First, we tested the hypothesis that bacterial community differences occur between larval hybrids and nonhybrids during the L2 larval stage, just before the point of F2 hybrid male lethality. We focused on the N. vitripennis/N. giraulti hybrid microbiota, because this genotype elicits elevated lethality as compared to the reciprocal cross; however, this asymmetry was insignificant in our experiments. As hypothesized, the microbiota of N. vitripennis/N. giraulti hybrids was unlike that of either parental species in both bacterial abundance (Fig. 2B) and diversity (Fig. 2C), whereas the negative control N. longicornis/N. giraulti hybrids that survived (6) (fig. S1A) had a parental-like microbiota. Both hybridizations had a substantial number of novel and rare operational taxonomic units (OTUs, P = 0.06, chi square test with Tates correction, fig. S3). The single major difference in the N. vitripennis/N. giraulti hybrid microbiota was a shift in the dominant bacterial OTU from Providencia sp.
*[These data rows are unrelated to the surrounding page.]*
#[cfg(test)]
mod tests {
    use super::*;
    use crate::command::{Invocation, Script, ShellInterpreter};
    use crate::events::{Observe, StatusSnapshot};
    use crate::services::{HookKind, ServiceSpec};
    use crate::subscribers::Subscribe;
    use async_trait::async_trait;
    use std::sync::atomic::AtomicUsize;
    use std::time::{Duration, Instant};

    fn cfg() -> SupervisorConfig {
        SupervisorConfig {
            restart_delay: Duration::from_millis(20),
            kill_grace: Duration::from_secs(1),
            grace: Duration::from_secs(10),
            ..SupervisorConfig::default()
        }
    }

    async fn fleet(specs: Vec<ServiceSpec>) -> Arc<Supervisor> {
        Supervisor::builder(cfg())
            .with_services(specs)
            .build()
            .await
            .unwrap()
    }

    async fn run_bounded(sup: &Arc<Supervisor>) -> Result<(), RuntimeError> {
        tokio::time::timeout(Duration::from_secs(20), sup.run())
            .await
            .expect("run finished")
    }

    fn file_lines(path: &std::path::Path) -> Vec<String> {
        std::fs::read_to_string(path)
            .unwrap_or_default()
            .lines()
            .map(str::to_string)
            .collect()
    }

    #[tokio::test(flavor = "multi_thread")]
    async fn failure_after_dependency_cancels_the_fleet() {
        let sup = fleet(vec![
            ServiceSpec::new("A", "true"),
            ServiceSpec::new("B", "false").with_hook(HookKind::Wait, ["A"]),
            ServiceSpec::new("C", "sleep 5"),
        ])
        .await;

        let started = Instant::now();
        let err = run_bounded(&sup).await.unwrap_err();

        match err {
            RuntimeError::Escalated { service, error } => {
                assert_eq!(service, "B");
                assert!(matches!(error, CommandError::Exit { code: 1 }));
            }
            other => panic!("unexpected: {other}"),
        }
        assert!(started.elapsed() < Duration::from_secs(4));
        let snap = sup.registry().status().await;
        assert_eq!(snap.stopped, vec!["A", "B", "C"]);
        assert!(snap.ready.is_empty() && snap.running.is_empty());
    }

    #[tokio::test(flavor = "multi_thread")]
    async fn cascade_retires_waiting_processes() {
        let dir = tempfile::tempdir().unwrap();
        let marker = dir.path().join("c-ran");
        let sup = fleet(vec![
            ServiceSpec::new("a", "sleep 10"),
            ServiceSpec::new("b", "sleep 0.2; exit 1"),
            ServiceSpec::new("c", format!("touch {}", marker.display()))
                .with_hook(HookKind::Wait, ["a"]),
        ])
        .await;

        let err = run_bounded(&sup).await.unwrap_err();
        assert_eq!(err.as_label(), "runtime_escalated");
        assert!(!marker.exists());
        assert_eq!(sup.registry().status().await.stopped, vec!["a", "b", "c"]);
    }

    #[tokio::test(flavor = "multi_thread")]
    async fn waiter_starts_after_dependency_stops() {
        let dir = tempfile::tempdir().unwrap();
        let log = dir.path().join("order");
        let sup = fleet(vec![
            ServiceSpec::new("a", format!("sleep 0.2; echo a >> {}", log.display())),
            ServiceSpec::new("b", format!("echo b >> {}", log.display()))
                .with_hook(HookKind::Wait, ["a"]),
        ])
        .await;

        run_bounded(&sup).await.unwrap();
        assert_eq!(file_lines(&log), vec!["a", "b"]);
    }

    #[tokio::test(flavor = "multi_thread")]
    async fn kill_hook_target_failure_is_exempt() {
        let sup = fleet(vec![
            ServiceSpec::new("a", "sleep 0.3").with_hook(HookKind::Kill, ["b"]),
            ServiceSpec::new("b", "exit 1"),
        ])
        .await;
        let mut rx = sup.bus().subscribe();

        run_bounded(&sup).await.unwrap();

        let mut exempted = false;
        while let Ok(ev) = rx.try_recv() {
            if ev.kind == EventKind::FailureExempted {
                exempted = ev.service.as_deref() == Some("b");
            }
            assert_ne!(ev.kind, EventKind::CascadeTriggered);
        }
        assert!(exempted);
    }

    #[tokio::test(flavor = "multi_thread")]
    async fn ignore_failures_never_escalates() {
        let sup = fleet(vec![
            ServiceSpec::new("flaky", "exit 7").with_ignore_failures(true),
            ServiceSpec::new("steady", "sleep 0.2"),
        ])
        .await;
        run_bounded(&sup).await.unwrap();
        assert_eq!(sup.registry().status().await.stopped, vec!["flaky", "steady"]);
    }

    #[tokio::test(flavor = "multi_thread")]
    async fn concurrent_failures_trigger_one_cascade() {
        let sup = fleet(vec![
            ServiceSpec::new("x", "sleep 0.1; exit 1"),
            ServiceSpec::new("y", "sleep 0.1; exit 2"),
            ServiceSpec::new("z", "sleep 0.1; exit 3"),
            ServiceSpec::new("long", "sleep 10"),
        ])
        .await;
        let mut rx = sup.bus().subscribe();

        let err = run_bounded(&sup).await.unwrap_err();
        assert_eq!(err.as_label(), "runtime_escalated");

        let mut cascades = 0;
        while let Ok(ev) = rx.try_recv() {
            if ev.kind == EventKind::CascadeTriggered {
                cascades += 1;
            }
        }
        assert_eq!(cascades, 1);
    }

    #[tokio::test(flavor = "multi_thread")]
    async fn stop_hook_terminates_and_is_idempotent() {
        let sup = fleet(vec![
            ServiceSpec::new("server", "sleep 10"),
            ServiceSpec::new("client", "sleep 0.2").with_hook(HookKind::Stop, ["server", "ghost"]),
        ])
        .await;

        let started = Instant::now();
        run_bounded(&sup).await.unwrap();
        assert!(started.elapsed() < Duration::from_secs(5));

        sup.terminate_names(&["server".to_string(), "server".to_string()]).await;
        assert_eq!(sup.registry().status().await.stopped, vec!["client", "server"]);
    }

    #[derive(Default)]
    struct Transitions(AtomicUsize);

    impl Observe for Transitions {
        fn on_status(&self, _snapshot: &StatusSnapshot) {
            self.0.fetch_add(1, Ordering::SeqCst);
        }
    }

    #[tokio::test(flavor = "multi_thread")]
    async fn terminating_a_stopped_process_changes_nothing() {
        let seen = Arc::new(Transitions::default());
        let sup = Supervisor::builder(cfg())
            .with_services([ServiceSpec::new("x", "true")])
            .with_observer(seen.clone())
            .build()
            .await
            .unwrap();
        run_bounded(&sup).await.unwrap();

        let before = seen.0.load(Ordering::SeqCst);
        let mut rx = sup.bus().subscribe();
        for _ in 0..3 {
            sup.terminate_names(&["x".to_string()]).await;
        }

        assert_eq!(seen.0.load(Ordering::SeqCst), before);
        assert!(rx.try_recv().is_err());
        assert_eq!(sup.registry().status().await.stopped, vec!["x"]);
    }

    #[tokio::test(flavor = "multi_thread")]
    async fn terminating_a_ready_process_never_launches_it() {
        let dir = tempfile::tempdir().unwrap();
        let marker = dir.path().join("ran");
        let sup = fleet(vec![ServiceSpec::new("a", format!("touch {}", marker.display()))]).await;
        let mut rx = sup.bus().subscribe();

        sup.terminate_names(&["a".to_string()]).await;
        assert_eq!(sup.registry().status().await.stopped, vec!["a"]);

        run_bounded(&sup).await.unwrap();
        assert!(!marker.exists());
        while let Ok(ev) = rx.try_recv() {
            assert_ne!(ev.kind, EventKind::ProcessRunning);
        }
    }

    #[tokio::test]
    async fn termination_wins_over_satisfied_dependencies() {
        for _ in 0..32 {
            let sup = fleet(vec![ServiceSpec::new("a", "true")]).await;
            let mut rx = sup.bus().subscribe();
            let (proc, _) = sup.registry().get_process("a").await.unwrap();
            sup.terminating.cancel();

            assert_eq!(sup.drive(&proc).await, None);
            assert_eq!(proc.status(), Status::Stopped);
            while let Ok(ev) = rx.try_recv() {
                assert_ne!(ev.kind, EventKind::ProcessRunning);
            }
        }
    }

    struct Exploding;

    #[async_trait]
    impl Interpreter for Exploding {
        fn parse(&self, line: &str) -> Result<Script, CommandError> {
            Ok(Script::new(line, vec![line.to_string()]))
        }

        async fn execute(
            &self,
            script: Script,
            _invocation: Invocation,
            _cancel: CancellationToken,
        ) -> Result<(), CommandError> {
            if script.source() == "explode" {
                panic!("interpreter blew up");
            }
            Ok(())
        }
    }

    #[tokio::test(flavor = "multi_thread")]
    async fn panicking_task_stops_its_process_and_escalates() {
        let sup = Supervisor::builder(cfg())
            .with_services([
                ServiceSpec::new("bad", "explode"),
                ServiceSpec::new("good", "fine"),
            ])
            .with_interpreter(Arc::new(Exploding))
            .build()
            .await
            .unwrap();

        match run_bounded(&sup).await.unwrap_err() {
            RuntimeError::Escalated { service, error } => {
                assert_eq!(service, "bad");
                assert_eq!(error.as_label(), "command_panicked");
            }
            other => panic!("unexpected: {other}"),
        }
        let snap = sup.registry().status().await;
        assert_eq!(snap.stopped, vec!["bad", "good"]);
        let (bad, _) = sup.registry().get_process("bad").await.unwrap();
        assert!(!bad.is_armed());
        assert!(bad.try_claim());
    }

    #[derive(Default)]
    struct Recorder {
        kinds: Mutex<Vec<EventKind>>,
    }

    #[async_trait]
    impl Subscribe for Recorder {
        async fn on_event(&self, event: &Event) {
            self.kinds.lock().await.push(event.kind);
        }
        fn name(&self) -> &'static str {
            "recorder"
        }
    }

    #[tokio::test(flavor = "multi_thread")]
    async fn subscribers_see_the_whole_run_before_it_returns() {
        let rec = Arc::new(Recorder::default());
        let sup = Supervisor::builder(cfg())
            .with_services([ServiceSpec::new("a", "true")])
            .with_subscribers(vec![rec.clone()])
            .with_interpreter(Arc::new(ShellInterpreter::default()))
            .build()
            .await
            .unwrap();

        run_bounded(&sup).await.unwrap();

        let kinds = rec.kinds.lock().await;
        assert!(kinds.contains(&EventKind::ProcessRunning));
        assert_eq!(kinds.last(), Some(&EventKind::ProcessStopped));
    }

    #[tokio::test(flavor = "multi_thread")]
    async fn sub_service_runs_only_through_start_hook() {
        let dir = tempfile::tempdir().unwrap();
        let log = dir.path().join("order");
        let sup = fleet(vec![
            ServiceSpec::new("main", format!("echo main >> {}", log.display()))
                .with_hook(HookKind::Start, ["helper", "ghost"]),
            ServiceSpec::new("helper", format!("echo helper >> {}", log.display()))
                .with_sub_service(true),
            ServiceSpec::new("dormant", format!("echo dormant >> {}", log.display()))
                .with_sub_service(true),
        ])
        .await;
        let mut rx = sup.bus().subscribe();

        run_bounded(&sup).await.unwrap();

        assert_eq!(file_lines(&log), vec!["main", "helper"]);
        let snap = sup.registry().status().await;
        assert_eq!(snap.ready, vec!["dormant"]);
        let (helper, _) = sup.registry().get_process("helper").await.unwrap();
        let (dormant, _) = sup.registry().get_process("dormant").await.unwrap();
        assert!(!helper.is_sub_service());
        assert!(dormant.is_sub_service());

        let mut unknown = Vec::new();
        while let Ok(ev) = rx.try_recv() {
            if ev.kind == EventKind::HookTargetUnknown {
                unknown.push(ev.reason.as_deref().map(str::to_string));
            }
        }
        assert_eq!(unknown, vec![Some("ghost".to_string())]);
    }

    #[tokio::test(flavor = "multi_thread")]
    async fn auto_restart_relaunches_until_success() {
        let dir = tempfile::tempdir().unwrap();
        let counter = dir.path().join("count");
        let cmd = format!(
            "echo x >> {0}; [ $(wc -l < {0}) -ge 3 ]",
            counter.display()
        );
        let sup = fleet(vec![ServiceSpec::new("retry", cmd)
            .with_auto_restart(true)
            .with_ignore_failures(true)])
        .await;

        run_bounded(&sup).await.unwrap();
        assert_eq!(file_lines(&counter).len(), 3);
    }

    #[tokio::test(flavor = "multi_thread")]
    async fn shutdown_stops_everything() {
        let sup = fleet(vec![
            ServiceSpec::new("a", "sleep 10"),
            ServiceSpec::new("b", "sleep 10").with_hook(HookKind::Wait, ["a"]),
        ])
        .await;

        let stopper = Arc::clone(&sup);
        tokio::spawn(async move {
            tokio::time::sleep(Duration::from_millis(200)).await;
            stopper.shutdown().await;
        });

        let started = Instant::now();
        run_bounded(&sup).await.unwrap();
        assert!(started.elapsed() < Duration::from_secs(5));
        assert_eq!(sup.registry().status().await.stopped, vec!["a", "b"]);
    }

    #[tokio::test(flavor = "multi_thread")]
    async fn second_run_is_rejected() {
        let sup = fleet(vec![ServiceSpec::new("a", "true")]).await;
        run_bounded(&sup).await.unwrap();
        assert!(matches!(sup.run().await, Err(RuntimeError::AlreadyRan)));
    }

    #[tokio::test]
    async fn wait_cycle_fails_the_build() {
        let res = Supervisor::builder(cfg())
            .with_services([
                ServiceSpec::new("a", "true").with_hook(HookKind::Wait, ["b"]),
                ServiceSpec::new("b", "true").with_hook(HookKind::Wait, ["a"]),
            ])
            .build()
            .await;
        assert!(matches!(res, Err(RuntimeError::Registry(_))));
    }
}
IICDBZ10 in pure species controls (81 and 96% of the reads in N. vitripennis and N. giraulti, respectively) to Proteus mirabilis strain SNBS in the N. vitripennis/N. giraulti hybrid (86% of reads). These two species are natural residents of the Nasonia parental species. P. mirabilis SNBS is the dominant species in N. longicornis, and Providencia sp. IICDBZ10 is the dominant species in N. vitripennis and N. giraulti.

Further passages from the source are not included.